Summary of in vitro studies in HK-2 cells. Hydrogen peroxide induced angiotensinogen expression (A) and klotho suppressed this response (For time: F = 36, df = 1, P < 0.005; for klotho treatment: F = 14, df = 1, P < 0.001; for interaction: F = 5, df = 1, P < 0.05; for error: df = 20). An interaction between time and klotho treatment may relate to transcytosis of klotho protein by proximal tubular cells.17 Similarly, hydrogen peroxide induced the expression of tumour necrosis factor-α (B, TNF-alpha), and klotho inhibited this (For time: F = 85, df = 1, P < 0.001; for klotho treatment: F = 8, df = 1, P < 0.05; for interaction: F = 13, df = 1, P < 0.01; for error: df = 20). Insulin-like growth factor repressed expression of superoxide dismutase (C, SOD), and klotho opposed this response (For time: F = 96, df = 1, P < 0.001; for klotho treatment: F = 6, df = 1, P < 0.05; for interaction: F = 9, df = 1, P < 0.01; for error: df = 20). Blue and grey bars depict control and klotho-treated groups respectively. The * indicates statistically significant differences between the two groups
3 |. DISCUSSION
Renal hypertrophy is characterized by proximal tubular growth and elongation, which facilitate proximal tubular uptake, reducing the delivery to the macula densa and tubuloglomerular feedback (TGF).22 The present data indicate that exogenous supplementation of klotho protein caused a decline in kidney weight, in conjunction with physiological effects of increasing lithium clearance, supporting the notion that klotho suppressed renal hypertrophy of db/db mice. Klotho inhibits IGF signalling.16 Accordingly, our findings demonstrate that klotho supplementation inhibited the phosphorylation of Akt, mTor, and p70S6K, participating in the suppression of renal hypertrophy in db/db mice. Furthermore, klotho diminished renal tubular staining of phosphorylated mTOR in db/db mice. Collectively, our data are consistent with those of Sataranatarajan et al23 that rapamycin treatment reduced kidney weight in db/db mice, suggesting that klotho supplementation curtailed the Akt-mTOR pathway, contributing to the repression of kidney hypertrophy in db/db mice.

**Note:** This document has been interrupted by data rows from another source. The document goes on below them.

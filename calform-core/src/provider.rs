//! Provider - Trait abstracting resource operations
//!
//! A Provider defines operations for a specific remote service (Google Calendar, ...).
//! It is responsible for converting lifecycle requests into actual API calls.
//! A ProviderFactory turns provider-level configuration into a configured Provider.

use std::collections::HashMap;
use std::fmt;
use std::future::Future;
use std::pin::Pin;

use crate::resource::{Resource, ResourceId, State, Value};
use crate::schema::{ResourceSchema, TypeError};

/// Category of a provider error
#[derive(Debug, Clone, Copy, PartialEq, Eq, Hash)]
pub enum ProviderErrorKind {
    /// Credentials or client construction failed; the provider is unusable
    Configuration,
    /// Configuration values rejected before any remote call
    Validation,
    /// The remote service returned an error or could not be reached
    Remote,
    /// Anything else (broken invariants, undecodable state)
    Internal,
}

impl fmt::Display for ProviderErrorKind {
    fn fmt(&self, f: &mut fmt::Formatter<'_>) -> fmt::Result {
        let s = match self {
            Self::Configuration => "configuration",
            Self::Validation => "validation",
            Self::Remote => "remote",
            Self::Internal => "internal",
        };
        write!(f, "{}", s)
    }
}

/// Error type for Provider operations
#[derive(Debug)]
pub struct ProviderError {
    pub kind: ProviderErrorKind,
    pub message: String,
    pub resource_id: Option<ResourceId>,
    pub cause: Option<Box<dyn std::error::Error + Send + Sync>>,
}

impl std::fmt::Display for ProviderError {
    fn fmt(&self, f: &mut std::fmt::Formatter<'_>) -> std::fmt::Result {
        if let Some(ref id) = self.resource_id {
            write!(f, "[{}.{}] {}", id.resource_type, id.name, self.message)
        } else {
            write!(f, "{}", self.message)
        }
    }
}

impl std::error::Error for ProviderError {
    fn source(&self) -> Option<&(dyn std::error::Error + 'static)> {
        self.cause
            .as_ref()
            .map(|e| e.as_ref() as &dyn std::error::Error)
    }
}

impl ProviderError {
    /// Internal error
    pub fn new(message: impl Into<String>) -> Self {
        Self::with_kind(ProviderErrorKind::Internal, message)
    }

    pub fn configuration(message: impl Into<String>) -> Self {
        Self::with_kind(ProviderErrorKind::Configuration, message)
    }

    pub fn validation(message: impl Into<String>) -> Self {
        Self::with_kind(ProviderErrorKind::Validation, message)
    }

    pub fn remote(message: impl Into<String>) -> Self {
        Self::with_kind(ProviderErrorKind::Remote, message)
    }

    /// Validation error summarising schema type errors
    pub fn from_type_errors(errors: &[TypeError]) -> Self {
        let details: Vec<String> = errors.iter().map(|e| e.to_string()).collect();
        Self::validation(format!("Invalid configuration: {}", details.join("; ")))
    }

    fn with_kind(kind: ProviderErrorKind, message: impl Into<String>) -> Self {
        Self {
            kind,
            message: message.into(),
            resource_id: None,
            cause: None,
        }
    }

    pub fn for_resource(mut self, id: ResourceId) -> Self {
        self.resource_id = Some(id);
        self
    }

    pub fn with_cause(mut self, cause: impl std::error::Error + Send + Sync + 'static) -> Self {
        self.cause = Some(Box::new(cause));
        self
    }
}

pub type ProviderResult<T> = Result<T, ProviderError>;

/// Return type for async operations
pub type BoxFuture<'a, T> = Pin<Box<dyn Future<Output = T> + Send + 'a>>;

/// Definition of resource types that a Provider can handle
pub trait ResourceType: Send + Sync {
    /// Resource type name (e.g., "event")
    fn name(&self) -> &'static str;

    /// Attribute schema for this resource type
    fn schema(&self) -> ResourceSchema;
}

/// Main Provider trait
///
/// A configured provider. All operations are async and involve side effects.
/// Each operation either fully succeeds and returns the new state, or fails
/// and leaves the caller's state untouched.
pub trait Provider: Send + Sync {
    /// Name of this Provider (e.g., "googlecalendar")
    fn name(&self) -> &'static str;

    /// List of resource types this Provider can handle
    fn resource_types(&self) -> Vec<Box<dyn ResourceType>>;

    /// Create a resource
    ///
    /// Returns State with identifier set to the remote identifier
    fn create(&self, resource: &Resource) -> BoxFuture<'_, ProviderResult<State>>;

    /// Refresh a resource from the remote service
    ///
    /// `current` carries the remote identifier and the prior attributes.
    /// Returns `State::not_found()` if `current` has no identifier.
    fn read(&self, current: &State) -> BoxFuture<'_, ProviderResult<State>>;

    /// Update a resource in place; the identifier never changes
    fn update(&self, from: &State, to: &Resource) -> BoxFuture<'_, ProviderResult<State>>;

    /// Delete a resource
    fn delete(&self, current: &State) -> BoxFuture<'_, ProviderResult<()>>;
}

/// Provider implementation for Box<dyn Provider>
/// This enables dynamic dispatch for Providers
impl Provider for Box<dyn Provider> {
    fn name(&self) -> &'static str {
        (**self).name()
    }

    fn resource_types(&self) -> Vec<Box<dyn ResourceType>> {
        (**self).resource_types()
    }

    fn create(&self, resource: &Resource) -> BoxFuture<'_, ProviderResult<State>> {
        (**self).create(resource)
    }

    fn read(&self, current: &State) -> BoxFuture<'_, ProviderResult<State>> {
        (**self).read(current)
    }

    fn update(&self, from: &State, to: &Resource) -> BoxFuture<'_, ProviderResult<State>> {
        (**self).update(from, to)
    }

    fn delete(&self, current: &State) -> BoxFuture<'_, ProviderResult<()>> {
        (**self).delete(current)
    }
}

/// Provider-level configuration handed over by the host
#[derive(Debug, Clone, Default, PartialEq)]
pub struct ConfigureRequest {
    /// Attributes of the provider configuration block
    pub attributes: HashMap<String, Value>,
    /// Version of the host runtime, if it reported one
    pub host_version: Option<String>,
}

impl ConfigureRequest {
    pub fn new() -> Self {
        Self::default()
    }

    pub fn with_attribute(mut self, key: impl Into<String>, value: Value) -> Self {
        self.attributes.insert(key.into(), value);
        self
    }

    pub fn with_host_version(mut self, version: impl Into<String>) -> Self {
        self.host_version = Some(version.into());
        self
    }
}

/// Entry point the host uses to obtain a configured Provider
pub trait ProviderFactory: Send + Sync {
    /// Name of the Provider this factory configures
    fn name(&self) -> &'static str;

    /// Schema of the provider configuration block
    fn config_schema(&self) -> ResourceSchema;

    /// Build a configured Provider, or fail with a configuration error
    fn configure(
        &self,
        request: ConfigureRequest,
    ) -> BoxFuture<'_, ProviderResult<Box<dyn Provider>>>;
}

Levine et al24 have described that a single-nephron GFR is upregulated in association with diminished TGF in db/db mice. In the present study, klotho reduced GFR, suggesting that klotho supplementation ameliorated glomerular hyperfiltration in db/db mice. Although marked hyperglycaemia may affect lithium clearance,25 klotho supplementation did not alter glycaemic states. Taken together, these results suggest that klotho induced an increase in lithium clearance, which subsequently enhanced the delivery to the macula densa and TGF, ameliorating glomerular hyperfiltration and albuminuria in db/db mice.
The present results show for the first time that exogenous klotho protein supplementation reduced renal angiotensin II level and renal expression of AGT in db/db mice, resulting in the decline of blood pressure and albuminuria.26,27 Renal expression of AGT is increased by the inhibition of GSK3β,11 which is activated by Akt. RAS-induced elevation of blood pressure serves as the mechanism of kidney injury.27,28 Beneficial effects of klotho could relate to its blood pressure effect. Indeed, klotho reduced heart weight in db/db mice. Klotho supplementation induces both renal and aortic expressions of SOD, decreasing PGF2α excretion, an indicator of oxidative stress.16 In consistent with in vivo data, the in vitro data indicated that klotho reversed IGF-induced reductions in SOD expression in HK-2 cells. Oxidative stress stimulated AGT expression, which was attenuated by klotho. Together, these results suggest that klotho attenuates renal RAS including AGT in db/db mice, partly via SOD induction.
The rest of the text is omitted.